> Exercise directions
Find how many lines of the following entries contain "responses". Reply with the number alone.

··· Record excerpts ···

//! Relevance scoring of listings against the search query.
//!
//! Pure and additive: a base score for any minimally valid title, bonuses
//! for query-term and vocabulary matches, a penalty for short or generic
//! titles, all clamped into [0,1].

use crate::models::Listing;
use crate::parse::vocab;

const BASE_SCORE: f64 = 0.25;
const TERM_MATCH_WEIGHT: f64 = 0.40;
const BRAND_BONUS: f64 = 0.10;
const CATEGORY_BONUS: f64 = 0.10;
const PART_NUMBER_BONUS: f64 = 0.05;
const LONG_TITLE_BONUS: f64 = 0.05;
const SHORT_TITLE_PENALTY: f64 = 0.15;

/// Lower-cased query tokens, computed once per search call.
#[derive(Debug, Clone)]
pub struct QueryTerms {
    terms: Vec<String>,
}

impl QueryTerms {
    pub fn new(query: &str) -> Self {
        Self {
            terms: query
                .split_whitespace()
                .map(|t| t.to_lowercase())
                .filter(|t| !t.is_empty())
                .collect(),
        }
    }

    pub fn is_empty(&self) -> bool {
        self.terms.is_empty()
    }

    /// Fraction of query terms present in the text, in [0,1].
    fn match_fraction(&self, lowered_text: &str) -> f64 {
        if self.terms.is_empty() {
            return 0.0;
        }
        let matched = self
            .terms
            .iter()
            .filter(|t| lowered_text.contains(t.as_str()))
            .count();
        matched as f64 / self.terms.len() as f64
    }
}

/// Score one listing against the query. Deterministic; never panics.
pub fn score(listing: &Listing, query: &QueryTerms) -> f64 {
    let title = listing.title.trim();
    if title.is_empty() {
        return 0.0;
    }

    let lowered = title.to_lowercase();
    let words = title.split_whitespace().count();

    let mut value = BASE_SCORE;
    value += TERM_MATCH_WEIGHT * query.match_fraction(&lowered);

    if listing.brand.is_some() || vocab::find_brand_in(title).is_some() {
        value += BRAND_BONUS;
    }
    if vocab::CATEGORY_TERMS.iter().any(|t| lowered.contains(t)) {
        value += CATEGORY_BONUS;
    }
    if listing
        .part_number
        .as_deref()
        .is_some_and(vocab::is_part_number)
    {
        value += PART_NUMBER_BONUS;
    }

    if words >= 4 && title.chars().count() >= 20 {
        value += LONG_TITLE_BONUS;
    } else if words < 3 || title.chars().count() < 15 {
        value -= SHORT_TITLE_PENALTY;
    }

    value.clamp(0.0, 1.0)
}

···
··· Record excerpts ···

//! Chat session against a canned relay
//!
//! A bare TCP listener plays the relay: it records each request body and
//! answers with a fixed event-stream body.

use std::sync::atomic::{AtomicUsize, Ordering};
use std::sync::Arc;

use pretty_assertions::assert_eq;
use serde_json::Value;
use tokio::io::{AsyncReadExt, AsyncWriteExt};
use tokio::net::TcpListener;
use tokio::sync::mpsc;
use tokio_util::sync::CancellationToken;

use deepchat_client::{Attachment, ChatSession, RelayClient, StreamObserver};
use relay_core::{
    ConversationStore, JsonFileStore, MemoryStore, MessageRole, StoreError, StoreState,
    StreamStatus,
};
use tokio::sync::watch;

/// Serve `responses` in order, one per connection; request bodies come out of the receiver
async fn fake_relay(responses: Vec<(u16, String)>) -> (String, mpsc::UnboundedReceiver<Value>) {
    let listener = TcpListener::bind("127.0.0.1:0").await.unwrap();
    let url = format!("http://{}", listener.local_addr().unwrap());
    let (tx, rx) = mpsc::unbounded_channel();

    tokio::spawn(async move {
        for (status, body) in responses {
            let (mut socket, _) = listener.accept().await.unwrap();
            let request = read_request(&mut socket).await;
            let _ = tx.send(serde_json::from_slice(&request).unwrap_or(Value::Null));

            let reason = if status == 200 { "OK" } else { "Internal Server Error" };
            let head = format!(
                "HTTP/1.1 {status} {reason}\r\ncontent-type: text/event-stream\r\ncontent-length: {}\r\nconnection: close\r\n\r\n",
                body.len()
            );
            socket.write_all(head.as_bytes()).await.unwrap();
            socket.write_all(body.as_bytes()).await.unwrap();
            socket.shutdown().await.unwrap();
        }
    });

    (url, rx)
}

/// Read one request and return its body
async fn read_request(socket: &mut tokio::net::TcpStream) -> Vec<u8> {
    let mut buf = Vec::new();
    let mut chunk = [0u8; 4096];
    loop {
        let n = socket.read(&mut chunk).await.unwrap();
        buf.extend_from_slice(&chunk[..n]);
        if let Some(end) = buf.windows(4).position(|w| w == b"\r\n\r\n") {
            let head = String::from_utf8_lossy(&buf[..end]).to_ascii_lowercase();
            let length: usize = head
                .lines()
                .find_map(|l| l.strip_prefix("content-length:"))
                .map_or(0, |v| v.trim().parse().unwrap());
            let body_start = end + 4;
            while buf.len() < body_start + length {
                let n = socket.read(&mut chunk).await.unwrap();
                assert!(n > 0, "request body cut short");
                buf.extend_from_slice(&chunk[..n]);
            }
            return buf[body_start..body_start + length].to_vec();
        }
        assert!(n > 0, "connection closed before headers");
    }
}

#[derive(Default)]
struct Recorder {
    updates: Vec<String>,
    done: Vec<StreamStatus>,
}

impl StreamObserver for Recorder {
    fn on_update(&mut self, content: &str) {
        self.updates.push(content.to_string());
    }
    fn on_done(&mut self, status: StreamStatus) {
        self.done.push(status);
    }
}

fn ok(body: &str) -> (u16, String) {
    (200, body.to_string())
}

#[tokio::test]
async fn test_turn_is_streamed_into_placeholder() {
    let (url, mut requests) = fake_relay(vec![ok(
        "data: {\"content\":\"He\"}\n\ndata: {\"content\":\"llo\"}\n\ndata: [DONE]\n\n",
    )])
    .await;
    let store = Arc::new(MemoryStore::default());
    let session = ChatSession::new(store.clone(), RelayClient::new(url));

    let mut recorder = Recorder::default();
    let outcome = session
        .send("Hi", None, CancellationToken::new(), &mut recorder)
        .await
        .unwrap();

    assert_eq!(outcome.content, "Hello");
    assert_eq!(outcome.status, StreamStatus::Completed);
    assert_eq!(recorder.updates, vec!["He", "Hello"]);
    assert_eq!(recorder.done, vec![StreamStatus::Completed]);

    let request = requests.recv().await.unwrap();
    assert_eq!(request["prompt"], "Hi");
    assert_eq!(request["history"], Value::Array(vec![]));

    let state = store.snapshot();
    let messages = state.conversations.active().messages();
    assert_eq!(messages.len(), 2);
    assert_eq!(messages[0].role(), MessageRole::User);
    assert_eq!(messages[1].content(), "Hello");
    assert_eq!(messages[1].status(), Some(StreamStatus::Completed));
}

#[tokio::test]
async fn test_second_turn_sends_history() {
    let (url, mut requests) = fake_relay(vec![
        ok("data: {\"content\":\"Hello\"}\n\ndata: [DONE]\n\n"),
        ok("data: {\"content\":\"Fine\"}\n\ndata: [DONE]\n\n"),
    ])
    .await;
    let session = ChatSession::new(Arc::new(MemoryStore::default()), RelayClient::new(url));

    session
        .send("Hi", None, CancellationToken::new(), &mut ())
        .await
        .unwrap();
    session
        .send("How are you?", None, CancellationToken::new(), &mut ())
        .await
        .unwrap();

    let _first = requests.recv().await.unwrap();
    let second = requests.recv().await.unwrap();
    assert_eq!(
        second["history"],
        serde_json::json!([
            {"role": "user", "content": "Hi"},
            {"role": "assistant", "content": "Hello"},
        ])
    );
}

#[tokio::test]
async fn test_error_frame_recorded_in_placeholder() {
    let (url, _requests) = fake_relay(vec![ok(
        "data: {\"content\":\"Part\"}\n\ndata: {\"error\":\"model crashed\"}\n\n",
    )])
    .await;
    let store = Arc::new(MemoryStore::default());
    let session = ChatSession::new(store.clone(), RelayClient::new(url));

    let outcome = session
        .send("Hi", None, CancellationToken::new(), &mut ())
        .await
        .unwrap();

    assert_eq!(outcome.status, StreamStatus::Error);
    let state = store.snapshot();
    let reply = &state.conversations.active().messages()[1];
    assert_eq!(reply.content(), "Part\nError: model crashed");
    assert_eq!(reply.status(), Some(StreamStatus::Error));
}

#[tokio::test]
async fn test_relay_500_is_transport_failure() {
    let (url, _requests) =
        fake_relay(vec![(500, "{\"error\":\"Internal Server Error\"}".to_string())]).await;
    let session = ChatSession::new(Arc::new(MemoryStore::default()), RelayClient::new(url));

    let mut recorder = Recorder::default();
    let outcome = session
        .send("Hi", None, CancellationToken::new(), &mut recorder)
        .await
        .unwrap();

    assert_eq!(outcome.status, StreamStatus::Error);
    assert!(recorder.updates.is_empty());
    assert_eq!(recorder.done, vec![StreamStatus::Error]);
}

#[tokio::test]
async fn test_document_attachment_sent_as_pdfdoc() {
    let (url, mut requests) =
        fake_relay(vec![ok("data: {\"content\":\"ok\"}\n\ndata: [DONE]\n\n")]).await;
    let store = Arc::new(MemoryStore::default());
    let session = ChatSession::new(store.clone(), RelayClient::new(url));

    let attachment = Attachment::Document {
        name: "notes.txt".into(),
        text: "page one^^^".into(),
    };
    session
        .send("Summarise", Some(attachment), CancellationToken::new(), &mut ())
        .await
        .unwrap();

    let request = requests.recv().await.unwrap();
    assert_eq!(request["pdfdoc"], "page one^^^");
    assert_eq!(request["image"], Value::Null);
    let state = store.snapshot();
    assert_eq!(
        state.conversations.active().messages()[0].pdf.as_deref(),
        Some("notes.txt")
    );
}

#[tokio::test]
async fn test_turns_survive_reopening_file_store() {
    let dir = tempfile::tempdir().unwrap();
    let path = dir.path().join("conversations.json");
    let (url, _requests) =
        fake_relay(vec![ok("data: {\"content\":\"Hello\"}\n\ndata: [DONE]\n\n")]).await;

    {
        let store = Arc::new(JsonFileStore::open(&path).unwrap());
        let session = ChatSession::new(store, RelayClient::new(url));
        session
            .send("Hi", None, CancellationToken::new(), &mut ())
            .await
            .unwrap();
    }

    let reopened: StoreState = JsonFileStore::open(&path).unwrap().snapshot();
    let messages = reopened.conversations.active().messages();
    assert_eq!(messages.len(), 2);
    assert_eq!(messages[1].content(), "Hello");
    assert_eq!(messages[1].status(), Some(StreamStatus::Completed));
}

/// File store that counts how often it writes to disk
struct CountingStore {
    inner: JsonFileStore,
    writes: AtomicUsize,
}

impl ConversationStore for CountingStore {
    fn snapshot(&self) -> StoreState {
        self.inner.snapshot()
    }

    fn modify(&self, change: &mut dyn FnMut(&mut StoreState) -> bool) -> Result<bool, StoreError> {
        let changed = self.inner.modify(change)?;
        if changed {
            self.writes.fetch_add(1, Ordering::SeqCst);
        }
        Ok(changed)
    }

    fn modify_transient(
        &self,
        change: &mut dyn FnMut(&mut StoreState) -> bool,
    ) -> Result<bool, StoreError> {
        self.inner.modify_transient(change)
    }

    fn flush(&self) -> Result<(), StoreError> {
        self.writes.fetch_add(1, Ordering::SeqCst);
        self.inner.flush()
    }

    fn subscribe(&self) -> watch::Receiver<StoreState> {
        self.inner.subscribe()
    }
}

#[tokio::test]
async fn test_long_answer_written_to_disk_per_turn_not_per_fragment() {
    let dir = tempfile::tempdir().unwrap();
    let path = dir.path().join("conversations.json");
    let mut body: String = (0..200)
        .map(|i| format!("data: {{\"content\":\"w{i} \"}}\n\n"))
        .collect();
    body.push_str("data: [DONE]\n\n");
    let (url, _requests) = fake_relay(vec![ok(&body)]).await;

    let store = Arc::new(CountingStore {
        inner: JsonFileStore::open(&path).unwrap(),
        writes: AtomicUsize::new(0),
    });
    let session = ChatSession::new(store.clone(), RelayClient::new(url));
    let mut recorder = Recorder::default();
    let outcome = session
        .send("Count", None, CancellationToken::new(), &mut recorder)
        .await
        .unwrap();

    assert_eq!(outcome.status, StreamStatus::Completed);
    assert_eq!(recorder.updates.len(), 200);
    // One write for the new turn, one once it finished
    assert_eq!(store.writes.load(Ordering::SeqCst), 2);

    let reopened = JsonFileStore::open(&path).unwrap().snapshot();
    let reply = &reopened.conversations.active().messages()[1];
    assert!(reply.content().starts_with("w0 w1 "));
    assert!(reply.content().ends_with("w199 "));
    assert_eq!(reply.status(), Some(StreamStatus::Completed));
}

···
··· Record excerpts ···

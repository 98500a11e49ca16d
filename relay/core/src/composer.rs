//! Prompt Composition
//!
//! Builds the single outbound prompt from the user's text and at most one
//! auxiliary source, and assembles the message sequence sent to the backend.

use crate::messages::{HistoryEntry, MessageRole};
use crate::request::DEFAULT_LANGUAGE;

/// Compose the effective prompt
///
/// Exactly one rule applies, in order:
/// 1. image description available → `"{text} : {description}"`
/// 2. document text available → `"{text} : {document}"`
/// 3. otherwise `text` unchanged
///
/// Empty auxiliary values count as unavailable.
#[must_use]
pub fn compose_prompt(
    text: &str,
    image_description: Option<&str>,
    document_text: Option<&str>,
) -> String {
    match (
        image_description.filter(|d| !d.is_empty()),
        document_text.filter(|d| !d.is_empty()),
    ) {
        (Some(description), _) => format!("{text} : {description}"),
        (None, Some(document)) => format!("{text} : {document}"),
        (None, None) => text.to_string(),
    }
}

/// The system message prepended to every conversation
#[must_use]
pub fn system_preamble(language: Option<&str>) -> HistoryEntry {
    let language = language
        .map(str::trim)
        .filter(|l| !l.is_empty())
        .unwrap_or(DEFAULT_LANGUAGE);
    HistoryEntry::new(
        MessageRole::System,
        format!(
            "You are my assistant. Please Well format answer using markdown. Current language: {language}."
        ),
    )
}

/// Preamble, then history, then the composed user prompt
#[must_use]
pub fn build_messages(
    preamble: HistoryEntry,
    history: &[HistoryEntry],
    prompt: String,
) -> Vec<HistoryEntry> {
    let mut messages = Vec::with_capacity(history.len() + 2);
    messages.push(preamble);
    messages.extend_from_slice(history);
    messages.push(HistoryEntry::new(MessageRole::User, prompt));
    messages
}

···

> Answer area
3